I’m rambling a bit, but to the point, the post highlighted many of the issues associated with pride today and the way pride is marketed to society as a whole. We’ve moved from a place of protest to it being viewed as a big party where everyone is welcome. When I first attended, the whole event was free (apart from the groups marching in the parade / protest). My first pride was London, and you could wander in to watch the acts on stage afterwards. It was a community event and it was such a formative experience for me. Now, 10 years later, both Brighton and London pride are ticketed events with (normally straight) celebrities to attract the crowds, significant sponsorship from corporations meaning that you are required to buy their branded products within the space and generally making the day an expensive affair for all.
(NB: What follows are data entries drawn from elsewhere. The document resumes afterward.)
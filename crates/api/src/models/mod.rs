//! Domain models for the API.

pub mod catalog;
pub mod settings;

pub use catalog::{
    Category, Customer, Discount, NewCategory, NewCustomer, NewDiscount, NewProduct, Product,
};
pub use settings::SettingRecord;
//! Email address type.

use core::fmt;

use serde::{Deserialize, Serialize};

/// Errors that can occur when parsing an [`Email`].
#[derive(thiserror::Error, Debug, Clone)]
pub enum EmailError {
    /// The input string is empty.
    #[error("email cannot be empty")]
    Empty,
    /// The input string is too long.
    #[error("email must be at most {max} characters")]
    TooLong {
        /// Maximum allowed length.
        max: usize,
    },
    /// The input does not contain an @ symbol.
    #[error("email must contain an @ symbol")]
    MissingAtSymbol,
    /// The local part (before @) is empty.
    #[error("email local part cannot be empty")]
    EmptyLocalPart,
    /// The domain part (after @) is empty.
    #[error("email domain cannot be empty")]
    EmptyDomain,
}

/// An email address.
///
/// This type provides basic validation for email addresses, ensuring they
/// have a valid structure with a local part and domain separated by an @ symbol.
///
/// ## Constraints
///
/// - Length: 1-254 characters (RFC 5321 limit)
/// - Must contain an @ symbol
/// - Local part (before @) must not be empty
/// - Domain part (after @) must not be empty
///
/// ## Examples
///
/// ```
/// use verdant_core::Email;
///
/// // Valid emails
/// assert!(Email::parse("user@example.com").is_ok());
/// assert!(Email::parse("user.name+tag@domain.co.uk").is_ok());
///
/// // Invalid emails
/// assert!(Email::parse("").is_err());             // empty
/// assert!(Email::parse("no-at-symbol").is_err()); // missing @
/// assert!(Email::parse("@domain.com").is_err());  // empty local part
/// assert!(Email::parse("user@").is_err());        // empty domain
/// ```
#[derive(Debug, Clone, Serialize, Deserialize, PartialEq, Eq, Hash)]
#[serde(transparent)]
pub struct Email(String);

impl Email {
    /// Maximum length of an email address (RFC 5321).
    pub const MAX_LENGTH: usize = 254;

    /// Parse an `Email` from a string.
    ///
    /// # Errors
    ///
    /// Returns an error if the input:
    /// - Is empty
    /// - Is longer than 254 characters
    /// - Does not contain an @ symbol
    /// - Has an empty local part or domain
    pub fn parse(s: &str) -> Result<Self, EmailError> {
        if s.is_empty() {
            return Err(EmailError::Empty);
        }

        if s.len() > Self::MAX_LENGTH {
            return Err(EmailError::TooLong {
                max: Self::MAX_LENGTH,
            });
        }

        let at_pos = s.find('@').ok_or(EmailError::MissingAtSymbol)?;

        if at_pos == 0 {
            return Err(EmailError::EmptyLocalPart);
        }

        if at_pos == s.len() - 1 {
            return Err(EmailError::EmptyDomain);
        }

        Ok(Self(s.to_owned()))
    }

    /// Returns the email address as a string slice.
    #[must_use]
    pub fn as_str(&self) -> &str {
        &self.0
    }

    /// Consumes the `Email` and returns the inner string.
    #[must_use]
    pub fn into_inner(self) -> String {
        self.0
    }
}

impl fmt::Display for Email {
    fn fmt(&self, f: &mut fmt::Formatter<'_>) -> fmt::Result {
        write!(f, "{}", self.0)
    }
}

impl AsRef<str> for Email {
    fn as_ref(&self) -> &str {
        &self.0
    }
}

#[cfg(test)]
mod tests {
    use super::*;

    #[test]
    fn test_parse_valid_emails() {
        assert!(Email::parse("test@example.com").is_ok());
        assert!(Email::parse("user.name+tag@domain.co.uk").is_ok());
        assert!(Email::parse("a@b").is_ok());
    }

    #[test]
    fn test_parse_invalid_emails() {
        assert!(matches!(Email::parse(""), Err(EmailError::Empty)));
        assert!(matches!(
            Email::parse("no-at"),
            Err(EmailError::MissingAtSymbol)
        ));
        assert!(matches!(
            Email::parse("@example.com"),
            Err(EmailError::EmptyLocalPart)
        ));
        assert!(matches!(Email::parse("user@"), Err(EmailError::EmptyDomain)));
    }

    #[test]
    fn test_parse_too_long() {
        let long = format!("{}@example.com", "a".repeat(250));
        assert!(matches!(
            Email::parse(&long),
            Err(EmailError::TooLong { max: 254 })
        ));
    }

    #[test]
    fn test_display_and_as_str() {
        let email = Email::parse("test@example.com").expect("valid email");
        assert_eq!(email.as_str(), "test@example.com");
        assert_eq!(email.to_string(), "test@example.com");
    }
}
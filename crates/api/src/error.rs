//! Unified error handling for the API.

use axum::{
    Json,
    http::StatusCode,
    response::{IntoResponse, Response},
};
use thiserror::Error;

use crate::db::RepositoryError;
use crate::response::failure;

/// Application-level error type for API routes.
#[derive(Debug, Error)]
pub enum ApiError {
    /// Database operation failed.
    #[error("Database error: {0}")]
    Database(#[from] RepositoryError),

    /// Request input failed validation.
    #[error("Validation error: {0}")]
    Validation(String),

    /// Resource not found.
    #[error("Not found: {0}")]
    NotFound(String),

    /// Caller is not authenticated.
    #[error("Unauthorized: {0}")]
    Unauthorized(String),

    /// Caller lacks permission.
    #[error("Forbidden: {0}")]
    Forbidden(String),

    /// State conflict (e.g., duplicate unique key).
    #[error("Conflict: {0}")]
    Conflict(String),

    /// Internal server error.
    #[error("Internal error: {0}")]
    Internal(String),
}

impl ApiError {
    /// HTTP status code for this error.
    #[must_use]
    pub fn status(&self) -> StatusCode {
        match self {
            Self::Database(RepositoryError::Conflict(_)) | Self::Conflict(_) => {
                StatusCode::CONFLICT
            }
            Self::Database(RepositoryError::NotFound) | Self::NotFound(_) => StatusCode::NOT_FOUND,
            Self::Database(_) | Self::Internal(_) => StatusCode::INTERNAL_SERVER_ERROR,
            Self::Validation(_) => StatusCode::BAD_REQUEST,
            Self::Unauthorized(_) => StatusCode::UNAUTHORIZED,
            Self::Forbidden(_) => StatusCode::FORBIDDEN,
        }
    }

    /// Client-facing message. Internal detail is never forwarded; the raw
    /// error goes to the log and Sentry instead.
    #[must_use]
    pub fn client_message(&self) -> String {
        match self {
            Self::Database(RepositoryError::Conflict(msg)) => msg.clone(),
            Self::Database(RepositoryError::NotFound) => "not found".to_string(),
            Self::Database(_) | Self::Internal(_) => "internal server error".to_string(),
            _ => self.to_string(),
        }
    }
}

impl IntoResponse for ApiError {
    fn into_response(self) -> Response {
        // Report server errors with Sentry
        if self.status() == StatusCode::INTERNAL_SERVER_ERROR {
            let event_id = sentry::capture_error(&self);
            tracing::error!(
                error = %self,
                sentry_event_id = %event_id,
                "API request error"
            );
        }

        let status = self.status();
        let body = failure(self.client_message());
        (status, Json(body)).into_response()
    }
}

#[cfg(test)]
mod tests {
    use super::*;

    #[test]
    fn test_api_error_display() {
        let err = ApiError::NotFound("product-123".to_string());
        assert_eq!(err.to_string(), "Not found: product-123");

        let err = ApiError::Validation("key is required".to_string());
        assert_eq!(err.to_string(), "Validation error: key is required");
    }

    #[test]
    fn test_api_error_status_codes() {
        assert_eq!(
            ApiError::Validation("test".to_string()).status(),
            StatusCode::BAD_REQUEST
        );
        assert_eq!(
            ApiError::NotFound("test".to_string()).status(),
            StatusCode::NOT_FOUND
        );
        assert_eq!(
            ApiError::Unauthorized("test".to_string()).status(),
            StatusCode::UNAUTHORIZED
        );
        assert_eq!(
            ApiError::Forbidden("test".to_string()).status(),
            StatusCode::FORBIDDEN
        );
        assert_eq!(
            ApiError::Conflict("test".to_string()).status(),
            StatusCode::CONFLICT
        );
        assert_eq!(
            ApiError::Internal("test".to_string()).status(),
            StatusCode::INTERNAL_SERVER_ERROR
        );
    }

    #[test]
    fn test_repository_errors_map_through() {
        let err = ApiError::Database(RepositoryError::Conflict("email already exists".to_owned()));
        assert_eq!(err.status(), StatusCode::CONFLICT);
        assert_eq!(err.client_message(), "email already exists");

        let err = ApiError::Database(RepositoryError::NotFound);
        assert_eq!(err.status(), StatusCode::NOT_FOUND);
    }

    #[test]
    fn test_internal_detail_is_hidden() {
        let err = ApiError::Internal("connection refused at 10.0.0.5:5432".to_string());
        assert_eq!(err.client_message(), "internal server error");

        let err = ApiError::Database(RepositoryError::DataCorruption(
            "invalid email in row 7".to_string(),
        ));
        assert_eq!(err.client_message(), "internal server error");
    }
}
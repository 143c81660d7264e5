//! JSON response envelope shared by every API route.
//!
//! Success bodies are `{ "success": true, "data": <payload> }`; failures are
//! `{ "success": false, "message": <string> }` (built by [`crate::error`]).

use serde::Serialize;

use crate::extract::Json;

/// Successful response envelope.
#[derive(Debug, Serialize)]
pub struct ApiSuccess<T> {
    pub success: bool,
    pub data: T,
}

/// Failure response envelope.
#[derive(Debug, Serialize)]
pub struct ApiFailure {
    pub success: bool,
    pub message: String,
}

/// Wrap a payload in the success envelope.
pub fn ok<T: Serialize>(data: T) -> Json<ApiSuccess<T>> {
    Json(ApiSuccess {
        success: true,
        data,
    })
}

/// Build a failure envelope body.
#[must_use]
pub fn failure(message: impl Into<String>) -> ApiFailure {
    ApiFailure {
        success: false,
        message: message.into(),
    }
}
//! Request extractors shared by the API routes.

use axum::extract::FromRequest;
use axum::extract::rejection::JsonRejection;
use axum::response::{IntoResponse, Response};
use serde::Serialize;

use crate::error::ApiError;

/// JSON body extractor whose rejection carries the failure envelope.
///
/// Axum's stock `Json` answers a malformed or incomplete body with a
/// plain-text 422 before the handler runs. Routing the rejection through
/// [`ApiError::Validation`] keeps every client-visible failure in the
/// `{ success, message }` envelope with status 400.
#[derive(Debug, FromRequest)]
#[from_request(via(axum::Json), rejection(ApiError))]
pub struct Json<T>(pub T);

impl From<JsonRejection> for ApiError {
    fn from(rejection: JsonRejection) -> Self {
        Self::Validation(rejection.body_text())
    }
}

impl<T: Serialize> IntoResponse for Json<T> {
    fn into_response(self) -> Response {
        axum::Json(self.0).into_response()
    }
}
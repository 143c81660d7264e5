//! Application state shared across handlers.

use std::sync::Arc;

use sqlx::PgPool;

use crate::config::ApiConfig;
use crate::services::UrlSigner;

/// Application state shared across all handlers.
///
/// This struct is cheaply cloneable via `Arc` and provides access to
/// shared resources like database connections and configuration.
#[derive(Clone)]
pub struct AppState {
    inner: Arc<AppStateInner>,
}

struct AppStateInner {
    config: ApiConfig,
    pool: PgPool,
    signer: UrlSigner,
}

impl AppState {
    /// Create a new application state.
    ///
    /// # Arguments
    ///
    /// * `config` - API configuration
    /// * `pool` - `PostgreSQL` connection pool
    #[must_use]
    pub fn new(config: ApiConfig, pool: PgPool) -> Self {
        let signer = UrlSigner::new(config.storage_secret.clone(), config.base_url.clone());

        Self {
            inner: Arc::new(AppStateInner {
                config,
                pool,
                signer,
            }),
        }
    }

    /// Get a reference to the API configuration.
    #[must_use]
    pub fn config(&self) -> &ApiConfig {
        &self.inner.config
    }

    /// Get a reference to the database connection pool.
    #[must_use]
    pub fn pool(&self) -> &PgPool {
        &self.inner.pool
    }

    /// Get a reference to the storage URL signer.
    #[must_use]
    pub fn signer(&self) -> &UrlSigner {
        &self.inner.signer
    }
}
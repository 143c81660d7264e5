//! Database migration command.
//!
//! Migrations live in `crates/api/migrations/` and are embedded at compile
//! time. They are never run automatically by the server; this command is
//! the only path that applies them.

use super::{CommandError, connect};

/// Run database migrations.
///
/// # Errors
///
/// Returns an error if the database is unreachable or a migration fails.
pub async fn run() -> Result<(), CommandError> {
    tracing::info!("Connecting to database...");
    let pool = connect().await?;

    tracing::info!("Running migrations...");
    sqlx::migrate!("../api/migrations").run(&pool).await?;

    tracing::info!("Migrations complete!");
    Ok(())
}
All in all, it’s turned into a corporate, expensive event that bears little resemblance to the pride events I attended in my youth. As such, it doesn’t feel like the community event, the safe place I planned my summer around when I was younger, so I don’t plan my summer around it anymore. It has been some years since I attended and more and more often I have straight cis friends asking me if I’m planning to go because they’ve got tickets and want to meet up. I don’t begrudge these friends going by any means, but I find myself wondering if they’re going because they want to show their support and solidarity or just because they want to go to a great party.
As for the fact it’s turned into a party – I personally believe there’s plenty more to protest, but I also believe there needs to be a space within that for people to celebrate who they are. Pride to me means a day where I can truly be proud of the person I am and reflect on how far I have come, what I have been through to become the person I am today. There was some discussion about whether straight, cis people should go to pride, and I firmly believe that they should… but… and it’s a big but… straight cis people coming to pride need to do so with the understanding that this is not their space. It is ours. For most of us, the journey to being able to walk down the street and be proud of who we are has not been an easy one and the courage it takes to walk in the parade during your first pride is huge. It is a coming-of-age moment for many and it is a moment very few will forget. So, I welcome allies with open arms, but with the understanding that ‘allies’ means a person who has taken the time to educate themselves and understand what Pride is about, why it started, why it still happens and have some insight into the experiences of the people who are marching in front of you.
If you’re someone who is an ally or wants to be one and you’re reading this, wondering what sort of things you should do to educate yourself, then I have some thoughts (these are truly off the top of my head and a quick google so this is not a comprehensive list by any means.)
- Watch the film Pride (2014) – It is a wonderful film based on real events and every time I watch it, I cry.
- Listen to your LGBT friends. Listen to what they are saying, take their lead.
- Have a look at these general bits of advice from Stonewall
- Read Stonewall’s report – ‘LGBT in Britain – Hate Crime (2017)‘
- Read Stonewall’s report – ‘LGBT in Britain – Trans Report (2018)‘
- Have a look at the UK government’s National LGBT Survey Results (the summary report is linked, it’s long, but the key findings are listed at the top.)
Most importantly, just understand that pride is the one place we can claim as ours. It is our pride in who we have become and our fight for the right to be ourselves in our every day. Understand that it is our space and you will be welcomed with open arms to support us.